* **Task**:
Check each line of the material below for "find", then copy the ones that contain it.

[Data provided]

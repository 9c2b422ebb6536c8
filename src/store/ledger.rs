use std::collections::BTreeMap;

use chrono::NaiveDate;
use serde::Serialize;
use utoipa::ToSchema;

use crate::error::LeaveError;
use crate::model::leave_request::{LeaveRequest, LeaveStatus};
use crate::store::registry::EmployeeRegistry;
use crate::utils::date::{day_count, parse_date};

/// Outcome of approving or rejecting a request.
#[derive(Debug, Clone, PartialEq, Serialize, ToSchema)]
#[serde(rename_all = "camelCase")]
pub struct Decision {
    #[schema(example = 1)]
    pub leave_request_id: u64,
    #[schema(example = "Approved")]
    pub status: LeaveStatus,
    #[schema(example = 15)]
    pub leave_balance_remaining: i64,
}

#[derive(Debug, Clone, PartialEq, Serialize, ToSchema)]
#[serde(rename_all = "camelCase")]
pub struct Balance {
    #[schema(example = 1)]
    pub employee_id: u64,
    #[schema(example = 20)]
    pub leave_balance: i64,
}

/// Holds every leave request and derives balances from approved history.
///
/// Balances are never stored: each call to [`LeaveLedger::current_balance`]
/// walks the approved requests of that employee again.
#[derive(Debug)]
pub struct LeaveLedger {
    requests: BTreeMap<u64, LeaveRequest>,
    next_id: u64,
    allowance: i64,
}

impl LeaveLedger {
    pub fn new(allowance: i64) -> Self {
        Self {
            requests: BTreeMap::new(),
            next_id: 1,
            allowance,
        }
    }

    /// Allowance minus approved days, or `None` for an unknown employee.
    pub fn current_balance(&self, registry: &EmployeeRegistry, employee_id: u64) -> Option<i64> {
        registry.find(employee_id)?;

        let used: i64 = self
            .requests
            .values()
            .filter(|r| r.employee_id == employee_id && r.status == LeaveStatus::Approved)
            .map(|r| day_count(r.start_date, r.end_date))
            .sum();

        Some(self.allowance - used)
    }

    /// Any Pending or Approved request of this employee shares a day with `[start, end]`.
    pub fn overlaps(&self, employee_id: u64, start: NaiveDate, end: NaiveDate) -> bool {
        self.requests.values().any(|r| {
            r.employee_id == employee_id
                && r.status != LeaveStatus::Rejected
                && r.intersects(start, end)
        })
    }

    /// Submit a new leave request. Checks run in a fixed order and the first
    /// failure is returned; the ledger is only touched once all pass.
    pub fn apply(
        &mut self,
        registry: &EmployeeRegistry,
        employee_id: Option<u64>,
        start_date: &str,
        end_date: &str,
    ) -> Result<LeaveRequest, LeaveError> {
        let (start_date, end_date) = (start_date.trim(), end_date.trim());

        let employee_id = match employee_id {
            Some(id) if !start_date.is_empty() && !end_date.is_empty() => id,
            _ => {
                return Err(LeaveError::validation(
                    "employeeId, startDate and endDate are required.",
                ));
            }
        };

        let employee = registry
            .find(employee_id)
            .ok_or_else(|| LeaveError::not_found("Employee not found."))?;

        let (start, end) = match (parse_date(start_date), parse_date(end_date)) {
            (Some(s), Some(e)) => (s, e),
            _ => return Err(LeaveError::validation("Invalid date format.")),
        };

        if end < start {
            return Err(LeaveError::validation("endDate cannot be before startDate."));
        }

        if start < employee.joining_date {
            return Err(LeaveError::validation("Cannot apply leave before joining date."));
        }

        if self.overlaps(employee_id, start, end) {
            return Err(LeaveError::conflict("Leave request overlaps with existing leave."));
        }

        let balance = self
            .current_balance(registry, employee_id)
            .ok_or_else(|| LeaveError::not_found("Employee not found."))?;
        if day_count(start, end) > balance {
            return Err(LeaveError::validation("Leave days exceed available leave balance."));
        }

        let request = LeaveRequest {
            id: self.next_id,
            employee_id,
            start_date: start,
            end_date: end,
            status: LeaveStatus::Pending,
        };
        self.next_id += 1;
        self.requests.insert(request.id, request.clone());

        Ok(request)
    }

    /// Move a pending request to `Approved` or `Rejected`.
    ///
    /// Approval re-checks the balance: two pending requests may each fit on
    /// their own but not together, and whichever is approved second loses.
    pub fn decide(
        &mut self,
        registry: &EmployeeRegistry,
        leave_id: u64,
        status: &str,
    ) -> Result<Decision, LeaveError> {
        let status = match status.parse::<LeaveStatus>() {
            Ok(s) if s.is_terminal() => s,
            _ => {
                return Err(LeaveError::validation("Status must be Approved or Rejected."));
            }
        };

        let request = self
            .requests
            .get(&leave_id)
            .ok_or_else(|| LeaveError::not_found("Leave request not found."))?;

        if request.status != LeaveStatus::Pending {
            return Err(LeaveError::conflict("Leave request is already processed."));
        }

        let employee_id = request.employee_id;

        if status == LeaveStatus::Approved {
            let balance = self
                .current_balance(registry, employee_id)
                .ok_or_else(|| LeaveError::not_found("Employee not found."))?;
            if day_count(request.start_date, request.end_date) > balance {
                return Err(LeaveError::validation("Insufficient leave balance to approve."));
            }
        }

        if let Some(request) = self.requests.get_mut(&leave_id) {
            request.status = status;
        }

        let remaining = self
            .current_balance(registry, employee_id)
            .ok_or_else(|| LeaveError::not_found("Employee not found."))?;

        Ok(Decision {
            leave_request_id: leave_id,
            status,
            leave_balance_remaining: remaining,
        })
    }

    pub fn balance_of(
        &self,
        registry: &EmployeeRegistry,
        employee_id: u64,
    ) -> Result<Balance, LeaveError> {
        let leave_balance = self
            .current_balance(registry, employee_id)
            .ok_or_else(|| LeaveError::not_found("Employee not found."))?;

        Ok(Balance {
            employee_id,
            leave_balance,
        })
    }

    pub fn find(&self, leave_id: u64) -> Option<&LeaveRequest> {
        self.requests.get(&leave_id)
    }

    /// Requests matching the optional filters, oldest first.
    pub fn list(
        &self,
        employee_id: Option<u64>,
        status: Option<LeaveStatus>,
    ) -> Vec<&LeaveRequest> {
        self.requests
            .values()
            .filter(|r| employee_id.is_none_or(|id| r.employee_id == id))
            .filter(|r| status.is_none_or(|s| r.status == s))
            .collect()
    }
}

#[cfg(test)]
mod tests {
    use super::*;

    const ALLOWANCE: i64 = 20;

    struct Fixture {
        registry: EmployeeRegistry,
        ledger: LeaveLedger,
        emp: u64,
    }

    /// One employee who joined on 2025-01-01.
    fn fixture() -> Fixture {
        let mut registry = EmployeeRegistry::new(ALLOWANCE);
        let emp = registry
            .register("Ann", "ann@corp.io", "Ops", "2025-01-01")
            .unwrap()
            .id;
        Fixture {
            registry,
            ledger: LeaveLedger::new(ALLOWANCE),
            emp,
        }
    }

    impl Fixture {
        fn apply(&mut self, start: &str, end: &str) -> Result<LeaveRequest, LeaveError> {
            self.ledger.apply(&self.registry, Some(self.emp), start, end)
        }

        fn decide(&mut self, id: u64, status: &str) -> Result<Decision, LeaveError> {
            self.ledger.decide(&self.registry, id, status)
        }

        fn balance(&self) -> i64 {
            self.ledger.balance_of(&self.registry, self.emp).unwrap().leave_balance
        }
    }

    #[test]
    fn apply_creates_pending_request_with_increasing_ids() {
        let mut f = fixture();
        let a = f.apply("2025-02-03", "2025-02-04").unwrap();
        let b = f.apply("2025-03-03", "2025-03-03").unwrap();

        assert_eq!(a.status, LeaveStatus::Pending);
        assert_eq!((a.id, b.id), (1, 2));
        assert_eq!(f.ledger.find(1), Some(&a));
    }

    #[test]
    fn missing_inputs_fail_before_employee_lookup() {
        let mut f = fixture();
        let err = f.ledger.apply(&f.registry, None, "2025-02-03", "2025-02-04");
        assert!(matches!(err, Err(LeaveError::Validation(_))));

        let err = f.ledger.apply(&f.registry, Some(999), "", "2025-02-04");
        assert!(matches!(err, Err(LeaveError::Validation(_))));
    }

    #[test]
    fn unknown_employee_is_checked_before_date_format() {
        let mut f = fixture();
        let err = f
            .ledger
            .apply(&f.registry, Some(999), "garbage", "2025-02-04")
            .unwrap_err();
        assert_eq!(err, LeaveError::not_found("Employee not found."));
    }

    #[test]
    fn bad_dates_and_reversed_range() {
        let mut f = fixture();
        assert_eq!(
            f.apply("2025-02-31", "2025-03-01").unwrap_err(),
            LeaveError::validation("Invalid date format.")
        );
        assert_eq!(
            f.apply("2025-03-05", "2025-03-01").unwrap_err(),
            LeaveError::validation("endDate cannot be before startDate.")
        );
    }

    #[test]
    fn start_before_joining_date_fails_regardless_of_balance() {
        let mut f = fixture();
        let err = f.apply("2024-12-31", "2025-01-01").unwrap_err();
        assert_eq!(
            err,
            LeaveError::validation("Cannot apply leave before joining date.")
        );
        // joining day itself is allowed
        assert!(f.apply("2025-01-01", "2025-01-01").is_ok());
    }

    #[test]
    fn full_allowance_fits_but_one_more_day_does_not() {
        let mut f = fixture();
        let err = f.apply("2025-03-01", "2025-03-21").unwrap_err();
        assert_eq!(
            err,
            LeaveError::validation("Leave days exceed available leave balance.")
        );

        let ok = f.apply("2025-03-01", "2025-03-20").unwrap();
        assert_eq!(day_count(ok.start_date, ok.end_date), 20);
    }

    #[test]
    fn second_approval_is_rechecked_against_balance() {
        let mut f = fixture();
        let fifteen = f.apply("2025-04-01", "2025-04-15").unwrap();
        let ten = f.apply("2025-05-01", "2025-05-10").unwrap();

        let d = f.decide(fifteen.id, "Approved").unwrap();
        assert_eq!(d.leave_balance_remaining, 5);

        let err = f.decide(ten.id, "Approved").unwrap_err();
        assert_eq!(
            err,
            LeaveError::validation("Insufficient leave balance to approve.")
        );
        // still pending, can be rejected instead
        assert_eq!(f.ledger.find(ten.id).unwrap().status, LeaveStatus::Pending);
        assert_eq!(f.decide(ten.id, "Rejected").unwrap().leave_balance_remaining, 5);
    }

    #[test]
    fn overlap_with_live_requests_is_conflict() {
        let mut f = fixture();
        let first = f.apply("2025-06-10", "2025-06-12").unwrap();

        // touching endpoint counts
        let err = f.apply("2025-06-12", "2025-06-13").unwrap_err();
        assert!(matches!(err, LeaveError::Conflict(_)));

        f.decide(first.id, "Approved").unwrap();
        let err = f.apply("2025-06-01", "2025-06-30").unwrap_err();
        assert!(matches!(err, LeaveError::Conflict(_)));

        // adjacent but disjoint is fine
        assert!(f.apply("2025-06-13", "2025-06-13").is_ok());
    }

    #[test]
    fn same_dates_as_rejected_request_are_accepted() {
        let mut f = fixture();
        let first = f.apply("2025-07-01", "2025-07-03").unwrap();
        f.decide(first.id, "Rejected").unwrap();

        let again = f.apply("2025-07-01", "2025-07-03").unwrap();
        assert_eq!(again.status, LeaveStatus::Pending);
        assert_ne!(again.id, first.id);
    }

    #[test]
    fn overlap_is_scoped_per_employee() {
        let mut f = fixture();
        let other = f
            .registry
            .register("Bob", "bob@corp.io", "Ops", "2025-01-01")
            .unwrap()
            .id;
        f.apply("2025-08-01", "2025-08-05").unwrap();
        assert!(
            f.ledger
                .apply(&f.registry, Some(other), "2025-08-01", "2025-08-05")
                .is_ok()
        );
    }

    #[test]
    fn decided_request_is_terminal_for_any_target() {
        let mut f = fixture();
        let a = f.apply("2025-09-01", "2025-09-01").unwrap();
        let b = f.apply("2025-09-02", "2025-09-02").unwrap();
        f.decide(a.id, "Approved").unwrap();
        f.decide(b.id, "Rejected").unwrap();

        for id in [a.id, b.id] {
            for target in ["Approved", "Rejected"] {
                assert_eq!(
                    f.decide(id, target).unwrap_err(),
                    LeaveError::conflict("Leave request is already processed.")
                );
            }
        }
    }

    #[test]
    fn decide_validates_status_before_lookup() {
        let mut f = fixture();
        for bad in ["Pending", "approved", ""] {
            assert_eq!(
                f.decide(999, bad).unwrap_err(),
                LeaveError::validation("Status must be Approved or Rejected.")
            );
        }
        assert_eq!(
            f.decide(999, "Approved").unwrap_err(),
            LeaveError::not_found("Leave request not found.")
        );
    }

    #[test]
    fn balance_tracks_approvals_only() {
        let mut f = fixture();
        assert_eq!(f.balance(), ALLOWANCE);

        let five = f.apply("2025-10-06", "2025-10-10").unwrap();
        let three = f.apply("2025-11-03", "2025-11-05").unwrap();
        assert_eq!(f.balance(), ALLOWANCE);

        f.decide(three.id, "Rejected").unwrap();
        assert_eq!(f.balance(), ALLOWANCE);

        f.decide(five.id, "Approved").unwrap();
        assert_eq!(f.balance(), ALLOWANCE - 5);
    }

    #[test]
    fn balance_of_unknown_employee_is_not_found() {
        let f = fixture();
        assert!(f.ledger.current_balance(&f.registry, 77).is_none());
        assert!(matches!(
            f.ledger.balance_of(&f.registry, 77),
            Err(LeaveError::NotFound(_))
        ));
    }

    #[test]
    fn list_filters_by_employee_and_status() {
        let mut f = fixture();
        let other = f
            .registry
            .register("Bob", "bob@corp.io", "Ops", "2025-01-01")
            .unwrap()
            .id;
        let a = f.apply("2025-02-03", "2025-02-03").unwrap();
        f.apply("2025-02-04", "2025-02-04").unwrap();
        f.ledger
            .apply(&f.registry, Some(other), "2025-02-03", "2025-02-03")
            .unwrap();
        f.decide(a.id, "Approved").unwrap();

        assert_eq!(f.ledger.list(None, None).len(), 3);
        assert_eq!(f.ledger.list(Some(f.emp), None).len(), 2);
        assert_eq!(f.ledger.list(Some(other), None).len(), 1);

        let approved = f.ledger.list(None, Some(LeaveStatus::Approved));
        assert_eq!(approved.len(), 1);
        assert_eq!(approved[0].id, a.id);
        assert_eq!(
            f.ledger.list(Some(other), Some(LeaveStatus::Approved)).len(),
            0
        );
    }
}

[/Data provided]

* **Response area**:
        registry.find(employee_id)?;
            .find(employee_id)
    pub fn find(&self, leave_id: u64) -> Option<&LeaveRequest> {
        assert_eq!(f.ledger.find(1), Some(&a));
        assert_eq!(f.ledger.find(ten.id).unwrap().status, LeaveStatus::Pending);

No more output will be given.